From Casetext: Smarter Legal Research

County of Washington v. Gates

Supreme Court of Vermont. January Term, 1936
Feb 16, 1936
108 Vt. 117 (Vt. 1936)

Opinion

Opinion filed February 16, 1936.

P.L. 9066, Purchase of Supplies for Jails by Purchasing Agent — Revision of Statutes — Scope of Revision Commission's Authority in Proposing Changes — Effect of Legislative Action on Proposed Change — Construction of Statutes — Fundamental Rule to Ascertain Intent of Legislature — How Ascertained When Not Clear — P.L. 9066 Construed, Water for Jails to be Furnished at Expense of State — Mandamus to Compel Payment Therefor.

1. Where commission appointed to revise statutory law, with authority, to propose additions, repeals, or amendments, prepared a proposed revision with a section therein containing same language found in P.L. 9066 and in its report called attention to fact that chapter of proposed revision of which such section was a part, had been rewritten and rearranged, and that amendments had been written in, held that commission acted within scope of its authority in proposing amendment of corresponding section of previous revision by adding water to list of supplies which purchasing agent is required to purchase for the several jails.

2. Where a commission appointed to revise statutory law proposed addition to existing statute relating to supplies and services to be purchased by purchasing agent for the several jails, and proposed revision, including such additions, was adopted by the Legislature in usual manner for passage of an act, the statute with such addition became the law of the State whether or not the commission acted within the scope of its authority in making such addition.

3. The fundamental rule for the construction of statutes is to ascertain the intent of the Legislature: from the act itself if the language is plain, but where doubtful in meaning, by considering the statute in the light of all of its provisions, the object to be accomplished by its passage, its title, pre-existing legislation on the same subject, and other relevant circumstances.

4. In view of the object to be accomplished, the pre-existing legislation on the same subject, and the context of P.L. 3345 and 9066, held that P.L. 9066 is to be construed as imposing on the State the burden of paying for water supplied to the county jails, and not merely as authorizing the purchasing agent to purchase water for the jails at the expense of the county.

5. Under the provisions of P.L. 9066, mandamus will lie to compel auditor of accounts to issue, and State treasurer to pay, warrant for amount due for water furnished to a jail.

PETITION FOR MANDAMUS to Supreme Court, Washington County, to compel auditor of accounts to issue, and State treasurer to pay, warrant for water furnished to Washington County jail, under provisions of P.L. 9066. The petitionees demurred.

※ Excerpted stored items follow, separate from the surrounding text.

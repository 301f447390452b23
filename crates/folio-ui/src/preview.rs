//! Offline preview: hydrate a site checkout from disk without a browser.

use std::path::{Path, PathBuf};
use std::rc::Rc;

use async_trait::async_trait;
use folio_content::Language;
use serde_json::Value;
use tokio::fs;

use crate::core::config::{PageConfig, Section};
use crate::core::controller::{Hydration, PageController};
use crate::core::error::SourceError;
use crate::core::memory::{MemoryDocument, MemoryStore};
use crate::core::ports::ContentSource;

/// Content source reading JSON files below a site root.
#[derive(Clone, Debug)]
pub struct FsSource {
    root: PathBuf,
}

impl FsSource {
    /// Source rooted at `root`.
    #[must_use]
    pub fn new(root: impl Into<PathBuf>) -> Self {
        Self { root: root.into() }
    }

    /// Site root.
    #[must_use]
    pub fn root(&self) -> &Path {
        &self.root
    }
}

#[async_trait(?Send)]
impl ContentSource for FsSource {
    async fn fetch_json(&self, path: &str) -> Result<Value, SourceError> {
        let file = self.root.join(path.trim_start_matches('/'));
        let raw = fs::read_to_string(&file)
            .await
            .map_err(|source| SourceError::Io {
                path: path.to_string(),
                source,
            })?;
        serde_json::from_str(&raw).map_err(|source| SourceError::Decode {
            path: path.to_string(),
            source,
        })
    }
}

/// Inputs for one preview run.
#[derive(Clone, Debug, Default)]
pub struct PreviewOptions {
    /// Directory the asset paths are resolved against.
    pub root: PathBuf,
    /// Language preference to start from (`en`, `zh`).
    pub language: Option<String>,
    /// Page configuration.
    pub config: PageConfig,
}

/// What the page looks like after hydration.
#[derive(Clone, Debug, PartialEq, Eq)]
pub struct PreviewOutput {
    /// Language the page was rendered in.
    pub language: Language,
    /// Whether the translations loaded.
    pub hydration: Hydration,
    /// Document title.
    pub title: String,
    /// `(slot id, markup)` in render order.
    pub slots: Vec<(String, String)>,
}

/// Run the controller against files under `options.root` with an in-memory
/// page holding every slot.
#[allow(clippy::future_not_send)]
pub async fn render_preview(options: PreviewOptions) -> PreviewOutput {
    let PreviewOptions {
        root,
        language,
        config,
    } = options;

    let slot_ids: Vec<String> = Section::all()
        .into_iter()
        .map(|section| config.slot(section).to_string())
        .collect();
    let document = Rc::new(MemoryDocument::with_slots(
        slot_ids.iter().map(String::as_str),
    ));
    let prefs = Rc::new(
        language
            .as_deref()
            .map_or_else(MemoryStore::default, |tag| {
                MemoryStore::with(&config.storage_key, tag)
            }),
    );

    let controller = PageController::new(
        config,
        Rc::new(FsSource::new(root)),
        prefs,
        Rc::clone(&document),
    );
    controller.load().await;

    let snapshot = document.snapshot();
    let slots = slot_ids
        .into_iter()
        .map(|id| {
            let html = snapshot.slots.get(&id).cloned().unwrap_or_default();
            (id, html)
        })
        .collect();
    PreviewOutput {
        language: controller.language(),
        hydration: controller.hydration(),
        title: snapshot.title,
        slots,
    }
}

The opinion states the case. Petition granted.

Webster E. Miller for the petitioner.

Lawrence C. Jones, Attorney General, for the petitionees.

Present: POWERS, C.J., SLACK, MOULTON, THOMPSON, and SHERBURNE, JJ.


This is a petition for mandamus brought by the assistant judges of Washington county court to compel the auditor of accounts forthwith to issue a warrant to the order of the City of Montpelier for the sum of thirty-five dollars in payment of water furnished by it to the Washington county jail for the six months ending October 1, 1935, and to compel the State treasurer to pay such warrant.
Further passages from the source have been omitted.